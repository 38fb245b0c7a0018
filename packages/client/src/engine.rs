//! Revocation decision engine
//!
//! Drives the OCSP client and the CRL pipeline according to the configured
//! policy and folds their outcomes into one verdict: `true` means the
//! certificate is currently believed valid, `false` that it is revoked or
//! that its status cannot be established under the policy.

use std::sync::{Arc, RwLock};

use crate::cert::ParsedCertificate;
use crate::config::RevocationConfig;
use crate::crl::{CrlCache, CrlCacheStats, CrlUpdater, CrlValidator};
use crate::errors::RevocationError;
use crate::fetch::HttpFetcher;
use crate::ocsp::{OcspCacheStats, OcspClient};
use crate::report::{CheckReport, MethodDisposition, RevocationMethod, SourceVerdict};

/// Failure-handling policy for combining the two revocation sources
#[derive(Debug, Clone, Copy, PartialEq, Eq)]
pub enum RevocationPolicy {
    /// Never check; every certificate passes
    Disabled,
    /// OCSP alone; failures propagate
    OcspOnly,
    /// CRL alone; failures propagate
    CrlOnly,
    /// OCSP first, CRL as fallback
    OcspPreferred,
    /// CRL first, OCSP as fallback
    CrlPreferred,
    /// Both sources; failures on both sides still pass
    SoftFail,
    /// Both sources; anything short of two clean answers rejects
    HardFail,
}

impl std::fmt::Display for RevocationPolicy {
    fn fmt(&self, f: &mut std::fmt::Formatter<'_>) -> std::fmt::Result {
        let name = match self {
            Self::Disabled => "disabled",
            Self::OcspOnly => "ocsp-only",
            Self::CrlOnly => "crl-only",
            Self::OcspPreferred => "ocsp-preferred",
            Self::CrlPreferred => "crl-preferred",
            Self::SoftFail => "soft-fail",
            Self::HardFail => "hard-fail",
        };
        f.write_str(name)
    }
}

/// Combined cache statistics for monitoring
#[derive(Debug, Clone, Copy)]
pub struct RevocationStats {
    pub ocsp: OcspCacheStats,
    pub crl: CrlCacheStats,
}

impl RevocationStats {
    pub fn total_hits(&self) -> usize {
        self.ocsp.hits + self.crl.hits
    }

    pub fn total_misses(&self) -> usize {
        self.ocsp.misses + self.crl.misses
    }

    /// Overall cache hit rate as a percentage (0.0 to 100.0)
    pub fn hit_rate(&self) -> f64 {
        let total = self.total_hits() + self.total_misses();
        if total == 0 {
            0.0
        } else {
            (self.total_hits() as f64 / total as f64) * 100.0
        }
    }
}

/// Policy-driven revocation checker owning the OCSP client and the CRL
/// cache, updater, and validator
pub struct RevocationEngine {
    config: RevocationConfig,
    ocsp: OcspClient,
    updater: CrlUpdater,
    validator: CrlValidator,
    report: RwLock<CheckReport>,
}

impl Default for RevocationEngine {
    fn default() -> Self {
        Self::new()
    }
}

impl RevocationEngine {
    pub fn new() -> Self {
        Self::with_config(RevocationConfig::default())
    }

    pub fn with_config(config: RevocationConfig) -> Self {
        let fetcher = HttpFetcher::new(
            config.connect_timeout,
            config.response_timeout,
            config.crl_fetch_timeout,
        );
        let cache = Arc::new(CrlCache::new(
            config.crl_cache_max_entries,
            config.crl_cache_soft_ttl,
        ));
        let updater = CrlUpdater::new(cache, fetcher.clone(), config.crl_refresh_threshold);
        let ocsp = OcspClient::new(&config, fetcher);
        Self {
            config,
            ocsp,
            updater,
            validator: CrlValidator::new(),
            report: RwLock::new(CheckReport::default()),
        }
    }

    /// Swap the CRL validator, e.g. to disable signature verification
    pub fn with_crl_validator(mut self, validator: CrlValidator) -> Self {
        self.validator = validator;
        self
    }

    /// Map a closure over the OCSP client, e.g. to change its verifier
    pub fn map_ocsp_client(mut self, f: impl FnOnce(OcspClient) -> OcspClient) -> Self {
        self.ocsp = f(self.ocsp);
        self
    }

    pub fn config(&self) -> &RevocationConfig {
        &self.config
    }

    pub fn crl_cache(&self) -> &Arc<CrlCache> {
        self.updater.cache()
    }

    /// Decide whether `subject`, issued by `issuer`, is currently believed
    /// valid. A Revoked answer is the normal `Ok(false)`; `Err` occurs only
    /// when the policy propagates source failures.
    pub async fn check(
        &self,
        subject: &ParsedCertificate,
        issuer: &ParsedCertificate,
    ) -> Result<bool, RevocationError> {
        self.check_with_responder(subject, issuer, None).await
    }

    /// Like `check`, with an explicit OCSP responder URL overriding the
    /// subject's AIA extension
    pub async fn check_with_responder(
        &self,
        subject: &ParsedCertificate,
        issuer: &ParsedCertificate,
        ocsp_url: Option<&str>,
    ) -> Result<bool, RevocationError> {
        let mut report = CheckReport {
            policy: self.config.policy.to_string(),
            ..CheckReport::default()
        };

        let result = match self.config.policy {
            RevocationPolicy::Disabled => Ok(true),
            RevocationPolicy::OcspOnly => {
                let outcome = self.run_ocsp(subject, issuer, ocsp_url, &mut report).await;
                Self::conclude_single(outcome)
            }
            RevocationPolicy::CrlOnly => {
                let outcome = self.run_crl(subject, issuer, &mut report).await;
                Self::conclude_single(outcome)
            }
            RevocationPolicy::OcspPreferred => {
                let primary = self.run_ocsp(subject, issuer, ocsp_url, &mut report).await;
                match Self::settle(&primary) {
                    Some(verdict) => Ok(verdict),
                    None => {
                        let fallback = self.run_crl(subject, issuer, &mut report).await;
                        Self::conclude_preferred(primary, fallback)
                    }
                }
            }
            RevocationPolicy::CrlPreferred => {
                let primary = self.run_crl(subject, issuer, &mut report).await;
                match Self::settle(&primary) {
                    Some(verdict) => Ok(verdict),
                    None => {
                        let fallback = self.run_ocsp(subject, issuer, ocsp_url, &mut report).await;
                        Self::conclude_preferred(primary, fallback)
                    }
                }
            }
            RevocationPolicy::SoftFail | RevocationPolicy::HardFail => {
                // Both sources always run: a Revoked from the second source
                // overrides a Good from the first
                let ocsp = self.run_ocsp(subject, issuer, ocsp_url, &mut report).await;
                let crl = self.run_crl(subject, issuer, &mut report).await;
                let hard = self.config.policy == RevocationPolicy::HardFail;
                Ok(Self::conclude_both(&ocsp, &crl, hard))
            }
        };

        report.verdict = result.as_ref().ok().copied();
        if let Err(e) = &result {
            tracing::warn!(
                "revocation check failed under policy {}: {e}",
                self.config.policy
            );
        }
        self.store_report(report);
        result
    }

    /// Snapshot of the report recorded by the most recent check
    pub fn last_report(&self) -> CheckReport {
        match self.report.read() {
            Ok(guard) => guard.clone(),
            Err(poisoned) => {
                tracing::warn!("report lock poisoned, recovering");
                poisoned.into_inner().clone()
            }
        }
    }

    pub fn stats(&self) -> RevocationStats {
        RevocationStats {
            ocsp: self.ocsp.stats(),
            crl: self.crl_cache().stats(),
        }
    }

    /// Evict expired entries from both caches, returning the total dropped
    pub fn cleanup_caches(&self) -> usize {
        self.ocsp.cleanup_cache() + self.updater.cleanup_expired()
    }

    async fn run_ocsp(
        &self,
        subject: &ParsedCertificate,
        issuer: &ParsedCertificate,
        ocsp_url: Option<&str>,
        report: &mut CheckReport,
    ) -> Result<SourceVerdict, RevocationError> {
        let outcome = self.ocsp.check(subject, issuer, ocsp_url).await;
        Self::record(report, RevocationMethod::Ocsp, &outcome);
        outcome
    }

    async fn run_crl(
        &self,
        subject: &ParsedCertificate,
        issuer: &ParsedCertificate,
        report: &mut CheckReport,
    ) -> Result<SourceVerdict, RevocationError> {
        let outcome = match self.updater.update_from_certificate(subject, false).await {
            Ok(Some(crl)) => self.validator.check_revocation(subject, &crl, issuer),
            Ok(None) => Err(RevocationError::Policy(
                "no CRL available for issuer".to_string(),
            )),
            Err(e) => Err(e),
        };
        Self::record(report, RevocationMethod::Crl, &outcome);
        outcome
    }

    fn record(
        report: &mut CheckReport,
        method: RevocationMethod,
        outcome: &Result<SourceVerdict, RevocationError>,
    ) {
        match outcome {
            Ok(SourceVerdict::Good) => report.record(method, MethodDisposition::Good, None),
            Ok(SourceVerdict::Revoked { .. }) => {
                report.record(method, MethodDisposition::Revoked, None)
            }
            Ok(SourceVerdict::Unknown) => {
                report.record(method, MethodDisposition::Unknown, None)
            }
            Err(e) => report.record(method, MethodDisposition::Failed, Some(e.to_string())),
        }
    }

    /// The verdict a conclusive outcome settles on, if any
    fn settle(outcome: &Result<SourceVerdict, RevocationError>) -> Option<bool> {
        match outcome {
            Ok(SourceVerdict::Good) => Some(true),
            Ok(SourceVerdict::Revoked { .. }) => Some(false),
            _ => None,
        }
    }

    /// Single-source policies: conclusive verdicts decide, everything else
    /// propagates as a failure
    fn conclude_single(
        outcome: Result<SourceVerdict, RevocationError>,
    ) -> Result<bool, RevocationError> {
        match outcome {
            Ok(SourceVerdict::Good) => Ok(true),
            Ok(SourceVerdict::Revoked { .. }) => Ok(false),
            Ok(SourceVerdict::Unknown) => Err(RevocationError::Policy(
                "revocation status unknown".to_string(),
            )),
            Err(e) => Err(e),
        }
    }

    /// Preferred policies after an inconclusive primary: the fallback
    /// decides, else the most relevant failure propagates
    fn conclude_preferred(
        primary: Result<SourceVerdict, RevocationError>,
        fallback: Result<SourceVerdict, RevocationError>,
    ) -> Result<bool, RevocationError> {
        if let Some(verdict) = Self::settle(&fallback) {
            return Ok(verdict);
        }
        match fallback {
            Err(e) => Err(e),
            Ok(_) => match primary {
                Err(e) => Err(e),
                Ok(_) => Err(RevocationError::Policy(
                    "revocation status unknown from both sources".to_string(),
                )),
            },
        }
    }

    /// SoftFail/HardFail: Revoked from either source wins; otherwise
    /// HardFail demands Good from both while SoftFail passes on failure
    fn conclude_both(
        ocsp: &Result<SourceVerdict, RevocationError>,
        crl: &Result<SourceVerdict, RevocationError>,
        hard: bool,
    ) -> bool {
        let revoked = matches!(ocsp, Ok(SourceVerdict::Revoked { .. }))
            || matches!(crl, Ok(SourceVerdict::Revoked { .. }));
        if revoked {
            return false;
        }
        if hard {
            matches!(ocsp, Ok(SourceVerdict::Good)) && matches!(crl, Ok(SourceVerdict::Good))
        } else {
            true
        }
    }

    fn store_report(&self, report: CheckReport) {
        match self.report.write() {
            Ok(mut guard) => *guard = report,
            Err(poisoned) => {
                tracing::warn!("report lock poisoned, recovering");
                *poisoned.into_inner() = report;
            }
        }
    }
}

• **EXERCISE BRIEF**:
Each line from the beginning of the entries to the line with "use crate::config::RevocationConfig;" must be repeated exactly, with both end lines kept and no other lines given.

• **ANSWER**:
repository 38fb245b0c7a0018
filename packages/client/src/engine.rs
//! Revocation decision engine
//!
//! Drives the OCSP client and the CRL pipeline according to the configured
//! policy and folds their outcomes into one verdict: `true` means the
//! certificate is currently believed valid, `false` that it is revoked or
//! that its status cannot be established under the policy.

use std::sync::{Arc, RwLock};

use crate::cert::ParsedCertificate;
use crate::config::RevocationConfig;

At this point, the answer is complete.